Identification of primary and diagenetic mineralogy preserved in silica-cemented horizons of the Biwabik Iron Formation, Minnesota, using petrography and electron microprobe analysis

Abstract

The primary mineralogy of iron formations, iron and silica-rich chemicalsedimentary rocks, are crucial archives of Precambrian seawater chemistry. Post-depositional alteration from diagenesis and metamorphism commonly obscure the original mineralogy in many iron formations. Recent studies of well-preserved iron formations have identified putative primary mineral phases preserved in silica-cemented horizons. Silica cement aids in mineral preservation by sealing pore space with quartz, a stable mineral on the Earth’s surface. These previous studies focus on iron formation precipitation during the initial rise of oxygen in Earth’s atmosphere and oceans from ~2.5 - 2.3 Ga.

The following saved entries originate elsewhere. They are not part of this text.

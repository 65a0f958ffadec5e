use anyhow::Result;
use redline_core::{ActionContext, CancelHandle, CommandSpec, redact_file};
use redline_runner::ProcessRunner;
use redline_tui::TerminalPresenter;
use std::path::Path;
use tracing::{debug, warn};

use crate::cli::Cli;

pub async fn handle(cli: &Cli, file: &Path, dry_run: bool, plain: bool) -> Result<()> {
    let store = super::open_store(cli)?;
    let settings = store.settings();
    let vault = super::open_vault(cli)?;

    if dry_run {
        let Some(target) = vault.resolve_absolute(file) else {
            warn!("Vault has no local path; nothing would run");
            return Ok(());
        };
        match CommandSpec::from_settings(settings, &target) {
            Ok(command) => println!("{}", command.display()),
            Err(e) => println!("{}", e),
        }
        return Ok(());
    }

    let presenter = if plain {
        TerminalPresenter::plain()
    } else {
        TerminalPresenter::detect()
    };

    let cancel = CancelHandle::new();
    let on_interrupt = cancel.clone();
    let interrupt = tokio::spawn(async move {
        if tokio::signal::ctrl_c().await.is_ok() {
            debug!("Interrupted, cancelling redaction");
            on_interrupt.cancel();
        }
    });

    let runner = ProcessRunner::new();
    let ctx = ActionContext {
        settings,
        vault: vault.as_ref(),
        runner: &runner,
        presenter: &presenter,
        cancel: Some(cancel),
    };
    redact_file(&ctx, file).await;
    interrupt.abort();

    Ok(())
}
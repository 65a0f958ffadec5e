//! Command construction for the external redaction tool
//!
//! Arguments are assembled in a fixed order: executable, target path,
//! `--profile <value>` (only when a profile is set), `--log` (only when
//! logging is enabled), then the extra arguments.

use std::path::Path;

use redline_config::Settings;

use crate::error::Result;

/// A fully assembled invocation of the redaction tool.
#[derive(Debug, Clone, PartialEq, Eq)]
pub enum CommandSpec {
    /// Executed directly, without a shell.
    Direct { program: String, args: Vec<String> },

    /// A single command line interpreted by the system shell.
    Shell { line: String },
}

impl CommandSpec {
    /// Build the command for `target` (an absolute path) from the settings.
    ///
    /// In direct mode the extra arguments are split with POSIX shell-word
    /// rules; an unbalanced quote is reported as an error. In shell mode
    /// they are appended verbatim.
    pub fn from_settings(settings: &Settings, target: &Path) -> Result<Self> {
        let target = target.to_string_lossy();

        if settings.use_shell {
            return Ok(Self::Shell {
                line: shell_line(settings, &target),
            });
        }

        let mut args = vec![target.into_owned()];
        if !settings.profile.is_empty() {
            args.push("--profile".to_string());
            args.push(settings.profile.clone());
        }
        if settings.enable_log {
            args.push("--log".to_string());
        }
        if !settings.custom_args.trim().is_empty() {
            args.extend(shell_words::split(&settings.custom_args)?);
        }

        Ok(Self::Direct {
            program: settings.cli_path.clone(),
            args,
        })
    }

    /// The command line that would have run, for records of invocations
    /// whose arguments could not be assembled.
    pub fn attempted_line(settings: &Settings, target: &Path) -> String {
        shell_line(settings, &target.to_string_lossy())
    }

    /// Render the command for logs and dry runs.
    pub fn display(&self) -> String {
        match self {
            Self::Direct { program, args } => {
                let mut parts = Vec::with_capacity(1 + args.len());
                parts.push(program.as_str());
                parts.extend(args.iter().map(String::as_str));
                shell_words::join(parts)
            }
            Self::Shell { line } => line.clone(),
        }
    }
}

fn shell_line(settings: &Settings, target: &str) -> String {
    let mut line = format!("{} {}", settings.cli_path, double_quote(target));
    if !settings.profile.is_empty() {
        line.push_str(" --profile ");
        line.push_str(&double_quote(&settings.profile));
    }
    if settings.enable_log {
        line.push_str(" --log");
    }
    let extra = settings.custom_args.trim();
    if !extra.is_empty() {
        line.push(' ');
        line.push_str(extra);
    }
    line
}

/// Wrap in double quotes, escaping the characters the shell still
/// interprets inside them.
fn double_quote(value: &str) -> String {
    let mut quoted = String::with_capacity(value.len() + 2);
    quoted.push('"');
    for c in value.chars() {
        if matches!(c, '"' | '\\' | '$' | '`') {
            quoted.push('\\');
        }
        quoted.push(c);
    }
    quoted.push('"');
    quoted
}
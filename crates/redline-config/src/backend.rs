use std::path::{Path, PathBuf};
use std::sync::Mutex;

use toml::Table;
use tracing::debug;

use crate::{Result, Settings};

/// Key-value persistence primitive the settings are stored in.
pub trait SettingsBackend: Send + Sync {
    /// The stored record, or `None` when nothing has been saved yet.
    fn load_data(&self) -> Result<Option<Table>>;

    fn save_data(&self, data: &Table) -> Result<()>;
}

/// Settings stored as a TOML file.
#[derive(Debug, Clone)]
pub struct TomlFileBackend {
    path: PathBuf,
}

impl TomlFileBackend {
    pub fn new(path: impl Into<PathBuf>) -> Self {
        Self { path: path.into() }
    }

    /// Backend at the platform config location.
    pub fn at_default_location() -> Self {
        Self::new(Self::default_path())
    }

    /// Get settings file path
    pub fn default_path() -> PathBuf {
        if let Some(dirs) = directories::ProjectDirs::from("com", "redline", "redline") {
            dirs.config_dir().join("settings.toml")
        } else {
            PathBuf::from("~/.redline/settings.toml")
        }
    }

    pub fn path(&self) -> &Path {
        &self.path
    }
}

impl SettingsBackend for TomlFileBackend {
    fn load_data(&self) -> Result<Option<Table>> {
        if !self.path.exists() {
            return Ok(None);
        }
        let content = std::fs::read_to_string(&self.path)?;
        let table: Table = toml::from_str(&content)?;
        Ok(Some(table))
    }

    fn save_data(&self, data: &Table) -> Result<()> {
        if let Some(parent) = self.path.parent() {
            std::fs::create_dir_all(parent)?;
        }
        let content = toml::to_string_pretty(data)?;
        std::fs::write(&self.path, content)?;
        debug!("Saved settings to {}", self.path.display());
        Ok(())
    }
}

/// In-process backend, for tests and embedding.
#[derive(Debug, Default)]
pub struct MemoryBackend {
    data: Mutex<Option<Table>>,
}

impl MemoryBackend {
    pub fn new() -> Self {
        Self::default()
    }

    pub fn with_data(data: Table) -> Self {
        Self {
            data: Mutex::new(Some(data)),
        }
    }

    pub fn data(&self) -> Option<Table> {
        self.data.lock().map(|d| d.clone()).unwrap_or_default()
    }
}

impl SettingsBackend for MemoryBackend {
    fn load_data(&self) -> Result<Option<Table>> {
        Ok(self.data())
    }

    fn save_data(&self, data: &Table) -> Result<()> {
        if let Ok(mut stored) = self.data.lock() {
            *stored = Some(data.clone());
        }
        Ok(())
    }
}

/// Loaded settings plus the backend they persist to.
pub struct SettingsStore {
    backend: Box<dyn SettingsBackend>,
    current: Settings,
}

impl SettingsStore {
    /// Load settings, writing the defaults on first use.
    pub fn open(backend: Box<dyn SettingsBackend>) -> Result<Self> {
        let stored = backend.load_data()?;
        let current = match &stored {
            Some(table) => Settings::merge_over_defaults(table),
            None => {
                let defaults = Settings::default();
                backend.save_data(&defaults.to_table()?)?;
                defaults
            }
        };
        Ok(Self { backend, current })
    }

    /// Re-read the backend and merge over defaults.
    pub fn load(&self) -> Result<Settings> {
        Ok(self
            .backend
            .load_data()?
            .map(|table| Settings::merge_over_defaults(&table))
            .unwrap_or_default())
    }

    pub fn settings(&self) -> &Settings {
        &self.current
    }

    /// Persist the full current record.
    pub fn save(&self) -> Result<()> {
        self.backend.save_data(&self.current.to_table()?)
    }

    /// Apply one change and persist it immediately. Nothing changes in
    /// memory unless the write succeeds.
    pub fn update<F>(&mut self, change: F) -> Result<&Settings>
    where
        F: FnOnce(&mut Settings) -> Result<()>,
    {
        let mut next = self.current.clone();
        change(&mut next)?;
        self.backend.save_data(&next.to_table()?)?;
        self.current = next;
        Ok(&self.current)
    }

    pub fn reset(&mut self) -> Result<&Settings> {
        self.update(|settings| {
            *settings = Settings::default();
            Ok(())
        })
    }
}

#[cfg(test)]
mod tests {
    use super::*;
    use crate::{ConfigError, SettingKey};

    #[test]
    fn test_open_empty_store_yields_defaults_and_persists_them() {
        let store = SettingsStore::open(Box::new(MemoryBackend::new())).unwrap();

        assert_eq!(store.settings(), &Settings::default());
        assert_eq!(store.load().unwrap(), Settings::default());
    }

    #[test]
    fn test_open_partial_store_merges() {
        let stored: Table = toml::from_str(r#"profile = "work""#).unwrap();
        let store = SettingsStore::open(Box::new(MemoryBackend::with_data(stored))).unwrap();

        assert_eq!(store.settings().profile, "work");
        assert_eq!(store.settings().cli_path, "redact");
    }

    #[test]
    fn test_update_persists_immediately() {
        let dir = tempfile::tempdir().unwrap();
        let path = dir.path().join("nested").join("settings.toml");
        let mut store = SettingsStore::open(Box::new(TomlFileBackend::new(&path))).unwrap();

        store
            .update(|s| s.set(SettingKey::Profile, "personal"))
            .unwrap();

        let reopened = SettingsStore::open(Box::new(TomlFileBackend::new(&path))).unwrap();
        assert_eq!(reopened.settings().profile, "personal");
        let content = std::fs::read_to_string(&path).unwrap();
        assert!(content.contains("profile = \"personal\""));
    }

    #[test]
    fn test_failed_change_leaves_settings_untouched() {
        let mut store = SettingsStore::open(Box::new(MemoryBackend::new())).unwrap();

        let result = store.update(|s| s.set(SettingKey::EnableLog, "sometimes"));

        assert!(matches!(result, Err(ConfigError::InvalidValue { .. })));
        assert_eq!(store.settings(), &Settings::default());
    }

    #[test]
    fn test_save_is_idempotent() {
        let dir = tempfile::tempdir().unwrap();
        let backend = TomlFileBackend::new(dir.path().join("s.toml"));
        let store = SettingsStore::open(Box::new(backend.clone())).unwrap();

        store.save().unwrap();
        let first = std::fs::read_to_string(backend.path()).unwrap();
        store.save().unwrap();
        let second = std::fs::read_to_string(backend.path()).unwrap();

        assert_eq!(first, second);
    }

    #[test]
    fn test_unstorable_value_is_rejected_before_commit() {
        let mut store = SettingsStore::open(Box::new(MemoryBackend::new())).unwrap();

        let result = store.update(|s| s.set(SettingKey::TimeoutSecs, &u64::MAX.to_string()));

        assert!(matches!(result, Err(ConfigError::Serialize(_))));
        assert_eq!(store.settings().timeout_secs, None);
        assert_eq!(store.load().unwrap(), Settings::default());
    }

    #[test]
    fn test_reset_restores_defaults() {
        let mut store = SettingsStore::open(Box::new(MemoryBackend::new())).unwrap();
        store.update(|s| s.set(SettingKey::UseShell, "true")).unwrap();

        store.reset().unwrap();

        assert_eq!(store.settings(), &Settings::default());
        assert_eq!(store.load().unwrap(), Settings::default());
    }

    #[test]
    fn test_unparseable_file_is_an_error() {
        let dir = tempfile::tempdir().unwrap();
        let path = dir.path().join("settings.toml");
        std::fs::write(&path, "cliPath = [unterminated").unwrap();

        let result = SettingsStore::open(Box::new(TomlFileBackend::new(&path)));

        assert!(matches!(result, Err(ConfigError::Parse(_))));
    }
}
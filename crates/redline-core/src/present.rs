//! Presentation rules for a finished invocation
//!
//! | outcome | log toggle | presentation |
//! |---|---|---|
//! | success | on | modal with sanitized stdout |
//! | success | off | notice naming the file |
//! | failure | any | modal with summary and sanitized stderr |

use crate::invocation::InvocationRecord;
use crate::sanitize::strip_ansi;

pub const SUCCESS_TITLE: &str = "Redaction Complete";
pub const FAILURE_TITLE: &str = "Redaction Failed";
pub const EMPTY_OUTPUT: &str = "No output.";

/// Title and body of a result dialog. Both are fixed once built.
#[derive(Debug, Clone, PartialEq, Eq)]
pub struct Modal {
    title: String,
    body: String,
}

impl Modal {
    pub fn new(title: impl Into<String>, body: impl Into<String>) -> Self {
        Self {
            title: title.into(),
            body: body.into(),
        }
    }

    pub fn title(&self) -> &str {
        &self.title
    }

    pub fn body(&self) -> &str {
        &self.body
    }

    pub fn is_failure(&self) -> bool {
        self.title == FAILURE_TITLE
    }
}

#[derive(Debug, Clone, PartialEq, Eq)]
pub enum Presentation {
    /// Transient, auto-dismissing message.
    Notice(String),
    Modal(Modal),
}

impl Presentation {
    pub fn decide(record: &InvocationRecord, enable_log: bool) -> Self {
        let outcome = &record.outcome;

        match outcome.failure_summary() {
            None if enable_log => {
                let stdout = strip_ansi(outcome.stdout());
                let body = if stdout.trim().is_empty() {
                    EMPTY_OUTPUT.to_string()
                } else {
                    stdout.trim_end().to_string()
                };
                Self::Modal(Modal::new(SUCCESS_TITLE, body))
            }
            None => Self::Notice(format!("Redacted {}", record.file_name())),
            Some(summary) => {
                let stderr = strip_ansi(outcome.stderr());
                let body = if stderr.trim().is_empty() {
                    summary
                } else {
                    format!("{}\n\n{}", summary, stderr.trim_end())
                };
                Self::Modal(Modal::new(FAILURE_TITLE, body))
            }
        }
    }
}

#[cfg(test)]
mod tests {
    use super::*;
    use crate::invocation::RunOutcome;
    use std::path::PathBuf;

    fn record(outcome: RunOutcome) -> InvocationRecord {
        InvocationRecord::new(
            PathBuf::from("/vault/notes/a.md"),
            "redact".to_string(),
            outcome,
        )
    }

    fn exited(code: i32, stdout: &str, stderr: &str) -> RunOutcome {
        RunOutcome::Exited {
            code: Some(code),
            stdout: stdout.to_string(),
            stderr: stderr.to_string(),
        }
    }

    #[test]
    fn test_success_with_log_shows_sanitized_stdout() {
        let presentation =
            Presentation::decide(&record(exited(0, "\x1b[32mReplaced: 3\x1b[0m", "")), true);

        assert_eq!(
            presentation,
            Presentation::Modal(Modal::new("Redaction Complete", "Replaced: 3"))
        );
    }

    #[test]
    fn test_trailing_newlines_are_trimmed() {
        let presentation = Presentation::decide(&record(exited(0, "  Replaced: 3\n\n", "")), true);

        assert_eq!(
            presentation,
            Presentation::Modal(Modal::new(SUCCESS_TITLE, "  Replaced: 3"))
        );
    }

    #[test]
    fn test_success_with_log_and_no_output_uses_placeholder() {
        let presentation = Presentation::decide(&record(exited(0, "\x1b[0m\n", "")), true);

        assert_eq!(
            presentation,
            Presentation::Modal(Modal::new(SUCCESS_TITLE, EMPTY_OUTPUT))
        );
    }

    #[test]
    fn test_success_without_log_is_a_notice() {
        let presentation = Presentation::decide(&record(exited(0, "Replaced: 3", "")), false);

        assert_eq!(presentation, Presentation::Notice("Redacted a.md".to_string()));
    }

    #[test]
    fn test_failure_always_opens_modal() {
        for enable_log in [true, false] {
            let presentation = Presentation::decide(
                &record(exited(2, "Replaced: 1", "\x1b[31mprofile not found\x1b[0m")),
                enable_log,
            );

            let Presentation::Modal(modal) = presentation else {
                panic!("expected modal");
            };
            assert_eq!(modal.title(), "Redaction Failed");
            assert!(modal.is_failure());
            assert_eq!(modal.body(), "Process exited with code 2\n\nprofile not found");
            assert!(!modal.body().contains("Replaced"));
        }
    }

    #[test]
    fn test_start_failure_shows_process_error() {
        let presentation = Presentation::decide(
            &record(RunOutcome::ProcessError {
                message: "No such file or directory (os error 2)".to_string(),
                stderr: String::new(),
            }),
            false,
        );

        assert_eq!(
            presentation,
            Presentation::Modal(Modal::new(
                FAILURE_TITLE,
                "Failed to start process: No such file or directory (os error 2)"
            ))
        );
    }
}
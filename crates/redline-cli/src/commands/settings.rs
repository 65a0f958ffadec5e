use anyhow::Result;

use crate::cli::Cli;

pub fn handle(cli: &Cli) -> Result<()> {
    let mut store = super::open_store(cli)?;
    redline_tui::run_settings(&mut store)
}
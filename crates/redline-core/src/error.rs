use std::path::PathBuf;

use thiserror::Error;

#[derive(Error, Debug)]
pub enum CoreError {
    #[error("Redaction is only supported for local vaults")]
    UnsupportedEnvironment,

    #[error("Not a file: {0}")]
    NotAFile(PathBuf),

    #[error("Invalid extra arguments: {0}")]
    InvalidArguments(#[from] shell_words::ParseError),
}

pub type Result<T> = std::result::Result<T, CoreError>;
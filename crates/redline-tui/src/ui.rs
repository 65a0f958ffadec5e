use crate::modal::ModalView;
use crate::settings_panel::{PanelMode, SettingsPanel};
use ratatui::{
    layout::{Constraint, Direction, Layout, Rect},
    style::{Color, Modifier, Style},
    text::{Line, Span},
    widgets::{Block, Borders, Clear, List, ListItem, Paragraph, Wrap},
    Frame,
};
use redline_config::{SettingKey, Settings};

pub fn draw_modal(f: &mut Frame, view: &ModalView) {
    let area = centered_rect(80, 70, f.area());
    f.render_widget(Clear, area);

    let chunks = Layout::default()
        .direction(Direction::Vertical)
        .constraints([
            Constraint::Min(0),    // Body
            Constraint::Length(3), // Footer
        ])
        .split(area);

    let title_style = if view.modal.is_failure() {
        Style::default().fg(Color::Red).add_modifier(Modifier::BOLD)
    } else {
        Style::default().fg(Color::Green).add_modifier(Modifier::BOLD)
    };

    let body = Paragraph::new(view.modal.body())
        .block(
            Block::default()
                .borders(Borders::ALL)
                .title(Span::styled(format!(" {} ", view.modal.title()), title_style)),
        )
        .wrap(Wrap { trim: false })
        .scroll((view.scroll, 0));
    f.render_widget(body, chunks[0]);

    let status = view.status_message.clone().unwrap_or_default();
    let help_text = vec![
        Span::styled("q/esc", Style::default().fg(Color::Yellow)),
        Span::raw(":close "),
        Span::styled("j/k", Style::default().fg(Color::Yellow)),
        Span::raw(":scroll "),
        Span::styled("c", Style::default().fg(Color::Yellow)),
        Span::raw(":copy "),
        Span::raw(status),
    ];
    let footer =
        Paragraph::new(Line::from(help_text)).block(Block::default().borders(Borders::ALL));
    f.render_widget(footer, chunks[1]);
}

pub fn draw_settings(f: &mut Frame, panel: &SettingsPanel, settings: &Settings) {
    let chunks = Layout::default()
        .direction(Direction::Vertical)
        .constraints([
            Constraint::Length(3), // Header
            Constraint::Min(0),    // Fields
            Constraint::Length(4), // Description
            Constraint::Length(3), // Footer
        ])
        .split(f.area());

    let title = Paragraph::new("redline - Settings")
        .style(Style::default().fg(Color::Cyan).add_modifier(Modifier::BOLD))
        .block(Block::default().borders(Borders::ALL));
    f.render_widget(title, chunks[0]);

    let items: Vec<ListItem> = SettingKey::ALL
        .iter()
        .enumerate()
        .map(|(i, key)| {
            let value = if i == panel.selected && panel.mode == PanelMode::Editing {
                format!("{}_", panel.input_buffer)
            } else {
                display_value(settings, *key)
            };
            let line = format!("{:<20} {}", key.label(), value);
            let style = if i == panel.selected {
                Style::default()
                    .fg(Color::Yellow)
                    .add_modifier(Modifier::BOLD)
            } else {
                Style::default()
            };
            ListItem::new(line).style(style)
        })
        .collect();
    let list = List::new(items).block(Block::default().borders(Borders::ALL).title(" Fields "));
    f.render_widget(list, chunks[1]);

    let description = Paragraph::new(panel.selected_key().description())
        .block(Block::default().borders(Borders::ALL))
        .wrap(Wrap { trim: true });
    f.render_widget(description, chunks[2]);

    let status = panel
        .status_message
        .clone()
        .unwrap_or_else(|| "Ready".to_string());
    let help_text = match panel.mode {
        PanelMode::Browsing => vec![
            Span::raw(status),
            Span::raw(" | "),
            Span::styled("q", Style::default().fg(Color::Yellow)),
            Span::raw(":quit "),
            Span::styled("j/k", Style::default().fg(Color::Yellow)),
            Span::raw(":move "),
            Span::styled("enter", Style::default().fg(Color::Yellow)),
            Span::raw(":edit/toggle"),
        ],
        PanelMode::Editing => vec![
            Span::raw(status),
            Span::raw(" | "),
            Span::styled("enter", Style::default().fg(Color::Yellow)),
            Span::raw(":save "),
            Span::styled("esc", Style::default().fg(Color::Yellow)),
            Span::raw(":cancel"),
        ],
    };
    let footer =
        Paragraph::new(Line::from(help_text)).block(Block::default().borders(Borders::ALL));
    f.render_widget(footer, chunks[3]);
}

fn display_value(settings: &Settings, key: SettingKey) -> String {
    if key.is_toggle() {
        let on = settings.get(key) == "true";
        return if on { "[x]" } else { "[ ]" }.to_string();
    }
    let value = settings.get(key);
    if value.is_empty() {
        "(none)".to_string()
    } else {
        value
    }
}

/// A rectangle of the given percentages, centered in `area`.
fn centered_rect(percent_x: u16, percent_y: u16, area: Rect) -> Rect {
    let vertical = Layout::default()
        .direction(Direction::Vertical)
        .constraints([
            Constraint::Percentage((100 - percent_y) / 2),
            Constraint::Percentage(percent_y),
            Constraint::Percentage((100 - percent_y) / 2),
        ])
        .split(area);

    Layout::default()
        .direction(Direction::Horizontal)
        .constraints([
            Constraint::Percentage((100 - percent_x) / 2),
            Constraint::Percentage(percent_x),
            Constraint::Percentage((100 - percent_x) / 2),
        ])
        .split(vertical[1])[1]
}

#[cfg(test)]
mod tests {
    use super::*;
    use ratatui::{backend::TestBackend, Terminal};
    use redline_core::Modal;

    fn rendered(terminal: &Terminal<TestBackend>) -> String {
        let buffer = terminal.backend().buffer();
        let width = buffer.area.width as usize;
        let mut text = String::new();
        for row in buffer.content.chunks(width) {
            for cell in row {
                text.push_str(cell.symbol());
            }
            text.push('\n');
        }
        text
    }

    #[test]
    fn test_modal_renders_title_and_body() {
        let modal = Modal::new("Redaction Complete", "Replaced: 3");
        let view = ModalView::new(&modal);
        let mut terminal = Terminal::new(TestBackend::new(80, 24)).unwrap();

        terminal.draw(|f| draw_modal(f, &view)).unwrap();

        let text = rendered(&terminal);
        assert!(text.contains("Redaction Complete"));
        assert!(text.contains("Replaced: 3"));
    }

    #[test]
    fn test_settings_render_values() {
        let settings = Settings {
            profile: "work".to_string(),
            enable_log: true,
            ..Settings::default()
        };
        let panel = SettingsPanel::new();
        let mut terminal = Terminal::new(TestBackend::new(80, 24)).unwrap();

        terminal
            .draw(|f| draw_settings(f, &panel, &settings))
            .unwrap();

        let text = rendered(&terminal);
        assert!(text.contains("Executable path"));
        assert!(text.contains("redact"));
        assert!(text.contains("work"));
        assert!(text.contains("[x]"));
    }
}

Following this rise, ocean oxygenation remains poorly understood. The ~1.9 Ga Biwabik Iron Formation in northeastern Minnesota provides an opportunity to study well preserved (sub-greenschist facies) iron formation following the ~2.5 Ga rise in oxygen. Minerals were identified in silica-cemented horizons and non-silica-cemented horizons with petrography and electron microscopy. Cross-cutting relationships and mineral compositional data inform a paragenetic sequence and distinguish diagenetic minerals from texturally earlier minerals. Observations from petrography and electron microscopy suggest silica-cementation preserves textures not present in adjacent banded horizons. Diagenetic mineral compositions are influenced by their relative spatial proximity between silica-cemented and banded horizons. Within different silica-cemented horizons, the texturally earliest mineral phases were greenalite or <5 μm hematite. These two minerals suggest the initial sediment of the Biwabik Iron formation was a Fe(II)-Si greenalite-like gel and/or an oxidized hematite precursor.